Secondo la prima ricostruzione dei fatti, l’incendio è rimasto circoscritto al letto dell’uomo. Non ha interessato l’intera stanza, né ha provocato il panico o l’evacuazione della struttura. Ma ciò che sorprende è proprio il comportamento (o meglio, l’assenza di reazione) di Gaviati. L’uomo è stato trovato ancora sdraiato nel letto, con le gambe parzialmente penzoloni, come se non si fosse nemmeno accorto del pericolo. Era autosufficiente, capace di muoversi autonomamente. In condizioni normali, anche con mobilità ridotta, avrebbe avuto il tempo di alzarsi o almeno di chiamare aiuto. E invece nulla: silenzio, immobilità, morte.

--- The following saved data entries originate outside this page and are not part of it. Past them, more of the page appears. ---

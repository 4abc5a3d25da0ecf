//! Error types for the hostbridge boundary.
//!
//! `ErrorCode` values are returned as `i32` by fallible bindings and must
//! stay stable across host and guest builds.

use core::fmt;

/// Status codes returned by fallible host bindings.
///
/// `0` = OK. `Threw` means the host operation raised an exception which is
/// now parked in the instance's pending-exception slot. Everything else is a
/// bridge fault detected before the host operation ran.
#[derive(Debug, Clone, Copy, PartialEq, Eq, Hash)]
#[repr(i32)]
pub enum ErrorCode {
    Ok = 0,
    Threw = 1,
    BadHandle = 2,
    BadPointer = 3,
    InvalidUtf8 = 4,
    TypeMismatch = 5,
    ClosureUnavailable = 6,
    Internal = 7,
}

impl ErrorCode {
    /// Convert from an i32 status returned by a host binding.
    pub fn from_i32(code: i32) -> Option<Self> {
        match code {
            0 => Some(Self::Ok),
            1 => Some(Self::Threw),
            2 => Some(Self::BadHandle),
            3 => Some(Self::BadPointer),
            4 => Some(Self::InvalidUtf8),
            5 => Some(Self::TypeMismatch),
            6 => Some(Self::ClosureUnavailable),
            7 => Some(Self::Internal),
            _ => None,
        }
    }

    /// Return the i32 representation of this status code.
    pub fn as_i32(self) -> i32 {
        self as i32
    }

    /// Returns true if this is the `Ok` variant.
    pub fn is_ok(self) -> bool {
        matches!(self, Self::Ok)
    }
}

impl fmt::Display for ErrorCode {
    fn fmt(&self, f: &mut fmt::Formatter<'_>) -> fmt::Result {
        match self {
            Self::Ok => write!(f, "OK"),
            Self::Threw => write!(f, "ERR_THREW"),
            Self::BadHandle => write!(f, "ERR_BAD_HANDLE"),
            Self::BadPointer => write!(f, "ERR_BAD_POINTER"),
            Self::InvalidUtf8 => write!(f, "ERR_INVALID_UTF8"),
            Self::TypeMismatch => write!(f, "ERR_TYPE_MISMATCH"),
            Self::ClosureUnavailable => write!(f, "ERR_CLOSURE_UNAVAILABLE"),
            Self::Internal => write!(f, "ERR_INTERNAL"),
        }
    }
}

/// Misuse of a handle table slot.
#[derive(Debug, Clone, Copy, PartialEq, Eq)]
pub enum HandleError {
    /// The handle is past the end of the table.
    OutOfRange(u32),
    /// The slot exists but is on the free list.
    Released(u32),
}

impl fmt::Display for HandleError {
    fn fmt(&self, f: &mut fmt::Formatter<'_>) -> fmt::Result {
        match self {
            Self::OutOfRange(h) => write!(f, "handle {} is out of range", h),
            Self::Released(h) => write!(f, "handle {} was already released", h),
        }
    }
}

impl From<HandleError> for ErrorCode {
    fn from(_: HandleError) -> Self {
        Self::BadHandle
    }
}

/// String codec failure.
#[derive(Debug, Clone, Copy, PartialEq, Eq)]
pub enum CodecError {
    /// The byte range is not valid UTF-8. `valid_up_to` is the length of the
    /// longest valid prefix.
    InvalidUtf8 { valid_up_to: usize },
}

impl fmt::Display for CodecError {
    fn fmt(&self, f: &mut fmt::Formatter<'_>) -> fmt::Result {
        match self {
            Self::InvalidUtf8 { valid_up_to } => {
                write!(f, "invalid utf-8 after {} valid bytes", valid_up_to)
            }
        }
    }
}

impl From<CodecError> for ErrorCode {
    fn from(_: CodecError) -> Self {
        Self::InvalidUtf8
    }
}

/// Closure table failure.
#[derive(Debug, Clone, Copy, PartialEq, Eq)]
pub enum ClosureError {
    /// No closure with this id is registered (never was, or already destroyed).
    Unknown(u32),
    /// The closure is registered but currently cannot be entered: it is
    /// already running (re-entrant call) or its owner dropped it.
    Unavailable(u32),
}

impl fmt::Display for ClosureError {
    fn fmt(&self, f: &mut fmt::Formatter<'_>) -> fmt::Result {
        match self {
            Self::Unknown(id) => write!(f, "closure {} is not registered", id),
            Self::Unavailable(id) => {
                write!(f, "closure {} invoked recursively or destroyed already", id)
            }
        }
    }
}

impl From<ClosureError> for ErrorCode {
    fn from(_: ClosureError) -> Self {
        Self::ClosureUnavailable
    }
}

#[cfg(feature = "std")]
impl std::error::Error for HandleError {}

#[cfg(feature = "std")]
impl std::error::Error for CodecError {}

#[cfg(feature = "std")]
impl std::error::Error for ClosureError {}

#[cfg(test)]
mod tests {
    use super::*;

    #[test]
    fn test_error_code_repr_values() {
        assert_eq!(ErrorCode::Ok as i32, 0);
        assert_eq!(ErrorCode::Threw as i32, 1);
        assert_eq!(ErrorCode::BadHandle as i32, 2);
        assert_eq!(ErrorCode::BadPointer as i32, 3);
        assert_eq!(ErrorCode::InvalidUtf8 as i32, 4);
        assert_eq!(ErrorCode::TypeMismatch as i32, 5);
        assert_eq!(ErrorCode::ClosureUnavailable as i32, 6);
        assert_eq!(ErrorCode::Internal as i32, 7);
    }

    #[test]
    fn test_error_code_from_i32_roundtrip() {
        for code in 0..=7 {
            let ec = ErrorCode::from_i32(code).unwrap();
            assert_eq!(ec.as_i32(), code);
        }
        assert_eq!(ErrorCode::from_i32(-1), None);
        assert_eq!(ErrorCode::from_i32(8), None);
    }

    #[test]
    fn test_fault_conversions() {
        assert_eq!(ErrorCode::from(HandleError::Released(40)), ErrorCode::BadHandle);
        assert_eq!(
            ErrorCode::from(CodecError::InvalidUtf8 { valid_up_to: 0 }),
            ErrorCode::InvalidUtf8
        );
        assert_eq!(ErrorCode::from(ClosureError::Unknown(1)), ErrorCode::ClosureUnavailable);
    }

    #[test]
    fn test_display() {
        let s = alloc::format!("{}", ErrorCode::Threw);
        assert_eq!(s, "ERR_THREW");
        let s = alloc::format!("{}", HandleError::Released(41));
        assert!(s.contains("41"));
    }
}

Un operatore socio-sanitario, accortosi del fumo e delle fiamme, ha tentato l’impossibile: si è precipitato nella stanza con un estintore e ha cercato di spegnere il rogo. Nel farlo ha inalato fumo, restando lievemente intossicato e venendo trasportato in ospedale per accertamenti. È stato dimesso già nel pomeriggio. Il suo gesto, coraggioso quanto inutile, non ha potuto salvare Gaviati, che giaceva già privo di vita, carbonizzato, tra le lenzuola annerite.
Un elemento spesso trascurato ma fondamentale è che Piero Gaviati non era un ospite della comunità Anffas, che normalmente si occupa di persone con disabilità. L’uomo era stato inserito in un’area separata della struttura, destinata all’emergenza abitativa e sociale, un’iniziativa in convenzione con il Consorzio Ciss 38. Lì era arrivato poche ore prima della tragedia, appena dimesso dall’ospedale, dopo un periodo di degenza. I medici lo avevano ritenuto in condizioni sufficienti per affrontare un rientro, seppur in una sistemazione provvisoria. Nonostante la sua età e qualche difficoltà motoria, era considerato parzialmente autonomo.

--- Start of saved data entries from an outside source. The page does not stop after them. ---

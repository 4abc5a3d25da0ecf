//! Runtime error types.

use hostbridge_hostapi::HostError;
use hostbridge_primitives::{ClosureError, StaleView};

/// Top-level error type for the runtime crate.
#[derive(Debug, thiserror::Error)]
pub enum BridgeError {
    /// Wasmtime engine, compilation, or instantiation error.
    #[error("wasmtime error: {0:#}")]
    Wasmtime(#[from] anyhow::Error),

    /// Module validation failed (missing exports, bad imports, etc.).
    #[error("validation error: {0}")]
    Validation(String),

    /// Bridge fault raised while marshalling a call (bad handle, bad
    /// pointer, invalid UTF-8, wrong object type).
    #[error("host error: {0}")]
    Host(#[from] HostError),

    /// Memory operation failed outside a binding.
    #[error("memory error: {0}")]
    Memory(String),

    /// A memory view was used after the guest's memory grew.
    #[error(transparent)]
    StaleView(#[from] StaleView),

    /// A closure could not be entered.
    #[error("closure error: {0}")]
    Closure(#[from] ClosureError),

    /// The guest does not export a function this operation needs.
    #[error("missing guest export '{0}'")]
    MissingExport(&'static str),

    /// Fuel exhausted during a call into the guest.
    #[error("fuel exhausted (instruction limit)")]
    FuelExhausted,

    /// WASM guest trapped.
    #[error("guest trapped: {0}")]
    GuestTrapped(String),

    /// The guest raised an error through the `throw` binding.
    #[error("guest threw: {0}")]
    GuestThrew(String),
}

Nato e cresciuto a Ozegna, Gaviati aveva vissuto per decenni nella piccola comunità canavesana, insieme alla moglie e alla suocera. Dopo la scomparsa della moglie, la sua vita era cambiata. Da quel momento, una lenta discesa nella fragilità sociale e sanitaria lo aveva portato a essere inserito nei circuiti dell’emergenza abitativa. Una storia comune a molti anziani, invisibili, che finiscono nelle crepe del sistema, tra un ricovero e una sistemazione di fortuna.
Ora, le domande si concentrano sulla struttura stessa: i dispositivi antincendio erano a norma? I materassi erano davvero ignifughi, come previsto per legge? E soprattutto: quali controlli vengono effettuati negli alloggi destinati a persone in stato di bisogno, spesso lasciate sole proprio nei momenti più critici?

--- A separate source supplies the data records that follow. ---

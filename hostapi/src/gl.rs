//! WebGL 2 enum values and call descriptors.
//!
//! Only the subset the bindings forward is listed. Values match the
//! `WebGL2RenderingContext` constants.

// ── Clear bits ──

pub const DEPTH_BUFFER_BIT: u32 = 0x0100;
pub const STENCIL_BUFFER_BIT: u32 = 0x0400;
pub const COLOR_BUFFER_BIT: u32 = 0x4000;

// ── Primitives ──

pub const POINTS: u32 = 0x0000;
pub const LINES: u32 = 0x0001;
pub const LINE_LOOP: u32 = 0x0002;
pub const LINE_STRIP: u32 = 0x0003;
pub const TRIANGLES: u32 = 0x0004;
pub const TRIANGLE_STRIP: u32 = 0x0005;
pub const TRIANGLE_FAN: u32 = 0x0006;

// ── Blending ──

pub const ZERO: u32 = 0;
pub const ONE: u32 = 1;
pub const SRC_COLOR: u32 = 0x0300;
pub const ONE_MINUS_SRC_COLOR: u32 = 0x0301;
pub const SRC_ALPHA: u32 = 0x0302;
pub const ONE_MINUS_SRC_ALPHA: u32 = 0x0303;
pub const DST_ALPHA: u32 = 0x0304;
pub const ONE_MINUS_DST_ALPHA: u32 = 0x0305;
pub const DST_COLOR: u32 = 0x0306;
pub const ONE_MINUS_DST_COLOR: u32 = 0x0307;
pub const SRC_ALPHA_SATURATE: u32 = 0x0308;
pub const CONSTANT_COLOR: u32 = 0x8001;
pub const ONE_MINUS_CONSTANT_COLOR: u32 = 0x8002;
pub const CONSTANT_ALPHA: u32 = 0x8003;
pub const ONE_MINUS_CONSTANT_ALPHA: u32 = 0x8004;

pub const FUNC_ADD: u32 = 0x8006;
pub const MIN: u32 = 0x8007;
pub const MAX: u32 = 0x8008;
pub const FUNC_SUBTRACT: u32 = 0x800A;
pub const FUNC_REVERSE_SUBTRACT: u32 = 0x800B;

// ── Buffers ──

pub const ARRAY_BUFFER: u32 = 0x8892;
pub const ELEMENT_ARRAY_BUFFER: u32 = 0x8893;
pub const UNIFORM_BUFFER: u32 = 0x8A11;
pub const STREAM_DRAW: u32 = 0x88E0;
pub const STATIC_DRAW: u32 = 0x88E4;
pub const DYNAMIC_DRAW: u32 = 0x88E8;

// ── Capabilities ──

pub const CULL_FACE: u32 = 0x0B44;
pub const DEPTH_TEST: u32 = 0x0B71;
pub const STENCIL_TEST: u32 = 0x0B90;
pub const DITHER: u32 = 0x0BD0;
pub const BLEND: u32 = 0x0BE2;
pub const SCISSOR_TEST: u32 = 0x0C11;

// ── Errors ──

pub const NO_ERROR: u32 = 0;
pub const INVALID_ENUM: u32 = 0x0500;
pub const INVALID_VALUE: u32 = 0x0501;
pub const INVALID_OPERATION: u32 = 0x0502;
pub const OUT_OF_MEMORY: u32 = 0x0505;
pub const INVALID_FRAMEBUFFER_OPERATION: u32 = 0x0506;
pub const CONTEXT_LOST_WEBGL: u32 = 0x9242;

// ── Faces ──

pub const FRONT: u32 = 0x0404;
pub const BACK: u32 = 0x0405;
pub const FRONT_AND_BACK: u32 = 0x0408;

// ── Depth and stencil ──

pub const NEVER: u32 = 0x0200;
pub const LESS: u32 = 0x0201;
pub const EQUAL: u32 = 0x0202;
pub const LEQUAL: u32 = 0x0203;
pub const GREATER: u32 = 0x0204;
pub const NOTEQUAL: u32 = 0x0205;
pub const GEQUAL: u32 = 0x0206;
pub const ALWAYS: u32 = 0x0207;

pub const KEEP: u32 = 0x1E00;
pub const REPLACE: u32 = 0x1E01;
pub const INCR: u32 = 0x1E02;
pub const DECR: u32 = 0x1E03;
pub const INVERT: u32 = 0x150A;
pub const INCR_WRAP: u32 = 0x8507;
pub const DECR_WRAP: u32 = 0x8508;

// ── Data types ──

pub const BYTE: u32 = 0x1400;
pub const UNSIGNED_BYTE: u32 = 0x1401;
pub const SHORT: u32 = 0x1402;
pub const UNSIGNED_SHORT: u32 = 0x1403;
pub const INT: u32 = 0x1404;
pub const UNSIGNED_INT: u32 = 0x1405;
pub const FLOAT: u32 = 0x1406;
pub const HALF_FLOAT: u32 = 0x140B;

// ── Pixel formats ──

pub const DEPTH_COMPONENT: u32 = 0x1902;
pub const RED: u32 = 0x1903;
pub const ALPHA: u32 = 0x1906;
pub const RGB: u32 = 0x1907;
pub const RGBA: u32 = 0x1908;
pub const LUMINANCE: u32 = 0x1909;
pub const LUMINANCE_ALPHA: u32 = 0x190A;
pub const RG: u32 = 0x8227;
pub const R8: u32 = 0x8229;
pub const RGBA8: u32 = 0x8058;
pub const RGBA32F: u32 = 0x8814;

// ── Textures ──

pub const TEXTURE_2D: u32 = 0x0DE1;
pub const TEXTURE_CUBE_MAP: u32 = 0x8513;
pub const TEXTURE0: u32 = 0x84C0;
pub const TEXTURE_MAG_FILTER: u32 = 0x2800;
pub const TEXTURE_MIN_FILTER: u32 = 0x2801;
pub const TEXTURE_WRAP_S: u32 = 0x2802;
pub const TEXTURE_WRAP_T: u32 = 0x2803;
pub const NEAREST: u32 = 0x2600;
pub const LINEAR: u32 = 0x2601;
pub const LINEAR_MIPMAP_LINEAR: u32 = 0x2703;
pub const REPEAT: u32 = 0x2901;
pub const CLAMP_TO_EDGE: u32 = 0x812F;
pub const MIRRORED_REPEAT: u32 = 0x8370;

pub const UNPACK_ALIGNMENT: u32 = 0x0CF5;
pub const PACK_ALIGNMENT: u32 = 0x0D05;
pub const UNPACK_FLIP_Y_WEBGL: u32 = 0x9240;
pub const UNPACK_PREMULTIPLY_ALPHA_WEBGL: u32 = 0x9241;

// ── Shaders and programs ──

pub const FRAGMENT_SHADER: u32 = 0x8B30;
pub const VERTEX_SHADER: u32 = 0x8B31;
pub const DELETE_STATUS: u32 = 0x8B80;
pub const COMPILE_STATUS: u32 = 0x8B81;
pub const LINK_STATUS: u32 = 0x8B82;
pub const SHADER_TYPE: u32 = 0x8B4F;
pub const ATTACHED_SHADERS: u32 = 0x8B85;
pub const ACTIVE_UNIFORMS: u32 = 0x8B86;
pub const ACTIVE_UNIFORM_BLOCKS: u32 = 0x8A36;

pub const FLOAT_VEC2: u32 = 0x8B50;
pub const FLOAT_VEC3: u32 = 0x8B51;
pub const FLOAT_VEC4: u32 = 0x8B52;
pub const INT_VEC2: u32 = 0x8B53;
pub const INT_VEC3: u32 = 0x8B54;
pub const INT_VEC4: u32 = 0x8B55;
pub const BOOL: u32 = 0x8B56;
pub const FLOAT_MAT2: u32 = 0x8B5A;
pub const FLOAT_MAT3: u32 = 0x8B5B;
pub const FLOAT_MAT4: u32 = 0x8B5C;
pub const SAMPLER_2D: u32 = 0x8B5E;
pub const SAMPLER_CUBE: u32 = 0x8B60;

pub const INVALID_INDEX: u32 = 0xFFFF_FFFF;

// ── Framebuffers ──

pub const FRAMEBUFFER: u32 = 0x8D40;
pub const READ_FRAMEBUFFER: u32 = 0x8CA8;
pub const DRAW_FRAMEBUFFER: u32 = 0x8CA9;
pub const COLOR_ATTACHMENT0: u32 = 0x8CE0;
pub const DEPTH_ATTACHMENT: u32 = 0x8D00;
pub const STENCIL_ATTACHMENT: u32 = 0x8D20;
pub const FRAMEBUFFER_COMPLETE: u32 = 0x8CD5;
pub const FRAMEBUFFER_INCOMPLETE_ATTACHMENT: u32 = 0x8CD6;
pub const FRAMEBUFFER_INCOMPLETE_MISSING_ATTACHMENT: u32 = 0x8CD7;

// ── getParameter ──

pub const VENDOR: u32 = 0x1F00;
pub const RENDERER: u32 = 0x1F01;
pub const VERSION: u32 = 0x1F02;
pub const SHADING_LANGUAGE_VERSION: u32 = 0x8B8C;
pub const DEPTH_FUNC: u32 = 0x0B74;
pub const DEPTH_WRITEMASK: u32 = 0x0B72;
pub const CULL_FACE_MODE: u32 = 0x0B45;
pub const ACTIVE_TEXTURE: u32 = 0x84E0;
pub const MAX_TEXTURE_SIZE: u32 = 0x0D33;
pub const MAX_VERTEX_ATTRIBS: u32 = 0x8869;
pub const MAX_TEXTURE_IMAGE_UNITS: u32 = 0x8872;
pub const MAX_UNIFORM_BUFFER_BINDINGS: u32 = 0x8A2F;
pub const VIEWPORT: u32 = 0x0BA2;
pub const SCISSOR_BOX: u32 = 0x0C10;

/// Integer rectangle: viewports, scissor boxes and `readPixels` areas.
#[derive(Debug, Clone, Copy, PartialEq, Eq, Default)]
pub struct PixelRect {
    pub x: i32,
    pub y: i32,
    pub width: i32,
    pub height: i32,
}

impl PixelRect {
    pub fn new(x: i32, y: i32, width: i32, height: i32) -> Self {
        Self {
            x,
            y,
            width,
            height,
        }
    }
}

/// `texImage2D` arguments other than the pixel source.
#[derive(Debug, Clone, Copy, PartialEq, Eq)]
pub struct TexImage {
    pub target: u32,
    pub level: i32,
    pub internal_format: i32,
    pub width: i32,
    pub height: i32,
    pub border: i32,
    pub format: u32,
    pub ty: u32,
}

/// `texSubImage2D` arguments other than the pixel source.
#[derive(Debug, Clone, Copy, PartialEq, Eq)]
pub struct TexSubImage {
    pub target: u32,
    pub level: i32,
    pub x_offset: i32,
    pub y_offset: i32,
    pub width: i32,
    pub height: i32,
    pub format: u32,
    pub ty: u32,
}

/// `vertexAttribPointer` arguments.
#[derive(Debug, Clone, Copy, PartialEq, Eq)]
pub struct VertexAttrib {
    pub index: u32,
    pub size: i32,
    pub ty: u32,
    pub normalized: bool,
    pub stride: i32,
    pub offset: i32,
}

pub fn is_buffer_target(target: u32) -> bool {
    matches!(target, ARRAY_BUFFER | ELEMENT_ARRAY_BUFFER | UNIFORM_BUFFER)
}

pub fn is_framebuffer_target(target: u32) -> bool {
    matches!(target, FRAMEBUFFER | READ_FRAMEBUFFER | DRAW_FRAMEBUFFER)
}

pub fn is_texture_target(target: u32) -> bool {
    matches!(target, TEXTURE_2D | TEXTURE_CUBE_MAP)
}

pub fn is_capability(cap: u32) -> bool {
    matches!(
        cap,
        CULL_FACE | DEPTH_TEST | STENCIL_TEST | DITHER | BLEND | SCISSOR_TEST
    )
}

pub fn is_draw_mode(mode: u32) -> bool {
    mode <= TRIANGLE_FAN
}

pub fn is_blend_factor(factor: u32) -> bool {
    matches!(
        factor,
        ZERO | ONE
            | SRC_COLOR
            | ONE_MINUS_SRC_COLOR
            | SRC_ALPHA
            | ONE_MINUS_SRC_ALPHA
            | DST_ALPHA
            | ONE_MINUS_DST_ALPHA
            | DST_COLOR
            | ONE_MINUS_DST_COLOR
            | SRC_ALPHA_SATURATE
            | CONSTANT_COLOR
            | ONE_MINUS_CONSTANT_COLOR
            | CONSTANT_ALPHA
            | ONE_MINUS_CONSTANT_ALPHA
    )
}

pub fn is_blend_equation(mode: u32) -> bool {
    matches!(
        mode,
        FUNC_ADD | FUNC_SUBTRACT | FUNC_REVERSE_SUBTRACT | MIN | MAX
    )
}

pub fn is_compare_func(func: u32) -> bool {
    (NEVER..=ALWAYS).contains(&func)
}

pub fn is_stencil_op(op: u32) -> bool {
    matches!(
        op,
        ZERO | KEEP | REPLACE | INCR | DECR | INVERT | INCR_WRAP | DECR_WRAP
    )
}

pub fn is_face(mode: u32) -> bool {
    matches!(mode, FRONT | BACK | FRONT_AND_BACK)
}

pub fn is_index_type(ty: u32) -> bool {
    matches!(ty, UNSIGNED_BYTE | UNSIGNED_SHORT | UNSIGNED_INT)
}

/// Bytes per pixel for an unpacked `format`/`type` pair.
pub fn bytes_per_pixel(format: u32, ty: u32) -> Option<usize> {
    let channels = match format {
        RED | ALPHA | LUMINANCE | DEPTH_COMPONENT => 1,
        RG | LUMINANCE_ALPHA => 2,
        RGB => 3,
        RGBA => 4,
        _ => return None,
    };
    let size = match ty {
        UNSIGNED_BYTE | BYTE => 1,
        UNSIGNED_SHORT | SHORT | HALF_FLOAT => 2,
        UNSIGNED_INT | INT | FLOAT => 4,
        _ => return None,
    };
    Some(channels * size)
}

/// Byte length of a `width` x `height` image, or `None` on bad input.
pub fn image_size(width: i32, height: i32, format: u32, ty: u32) -> Option<usize> {
    if width < 0 || height < 0 {
        return None;
    }
    let bpp = bytes_per_pixel(format, ty)?;
    (width as usize).checked_mul(height as usize)?.checked_mul(bpp)
}

/// Uniform type and component count for a GLSL type name.
pub fn uniform_type(glsl: &str) -> Option<(u32, usize)> {
    Some(match glsl {
        "float" => (FLOAT, 1),
        "vec2" => (FLOAT_VEC2, 2),
        "vec3" => (FLOAT_VEC3, 3),
        "vec4" => (FLOAT_VEC4, 4),
        "int" => (INT, 1),
        "ivec2" => (INT_VEC2, 2),
        "ivec3" => (INT_VEC3, 3),
        "ivec4" => (INT_VEC4, 4),
        "bool" => (BOOL, 1),
        "mat2" => (FLOAT_MAT2, 4),
        "mat3" => (FLOAT_MAT3, 9),
        "mat4" => (FLOAT_MAT4, 16),
        "sampler2D" => (SAMPLER_2D, 1),
        "samplerCube" => (SAMPLER_CUBE, 1),
        _ => return None,
    })
}

#[cfg(test)]
mod tests {
    use super::*;

    #[test]
    fn test_bytes_per_pixel() {
        assert_eq!(bytes_per_pixel(RGBA, UNSIGNED_BYTE), Some(4));
        assert_eq!(bytes_per_pixel(RGB, UNSIGNED_BYTE), Some(3));
        assert_eq!(bytes_per_pixel(RGBA, FLOAT), Some(16));
        assert_eq!(bytes_per_pixel(0x1234, UNSIGNED_BYTE), None);
    }

    #[test]
    fn test_image_size() {
        assert_eq!(image_size(2, 3, RGBA, UNSIGNED_BYTE), Some(24));
        assert_eq!(image_size(-1, 3, RGBA, UNSIGNED_BYTE), None);
        assert_eq!(image_size(0, 0, RGBA, UNSIGNED_BYTE), Some(0));
    }

    #[test]
    fn test_validators() {
        assert!(is_blend_factor(ONE_MINUS_SRC_ALPHA));
        assert!(!is_blend_factor(BLEND));
        assert!(is_compare_func(LEQUAL));
        assert!(!is_compare_func(KEEP));
        assert!(is_draw_mode(TRIANGLES));
        assert!(!is_draw_mode(7));
        assert!(is_capability(SCISSOR_TEST));
        assert!(!is_capability(TEXTURE_2D));
    }

    #[test]
    fn test_uniform_type() {
        assert_eq!(uniform_type("mat4"), Some((FLOAT_MAT4, 16)));
        assert_eq!(uniform_type("sampler2D"), Some((SAMPLER_2D, 1)));
        assert_eq!(uniform_type("dvec2"), None);
    }
}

Gli investigatori stanno verificando punto per punto tutte le misure di sicurezza e gli standard richiesti per ambienti che accolgono soggetti fragili. L’incendio ha sollevato una questione più ampia, che va oltre la morte di Gaviati: quella di una gestione sistemica che, troppo spesso, confonde assistenza con abbandono.
La notizia ha sconvolto non solo Rivarolo, ma anche Ozegna, dove molti cittadini ricordano con affetto il volto di Piero, i suoi anni trascorsi tra piazze, bar e racconti del passato. Alla sua morte non è seguito solo dolore, ma anche la richiesta di verità. Una verità che potrebbe essere meno banale di un mozzicone di sigaretta.
Ora sarà l’autopsia a parlare, ma forse, già ora, la tragedia ha detto tutto: in certe stanze, il fuoco non brucia solo corpi, ma anche coscienze.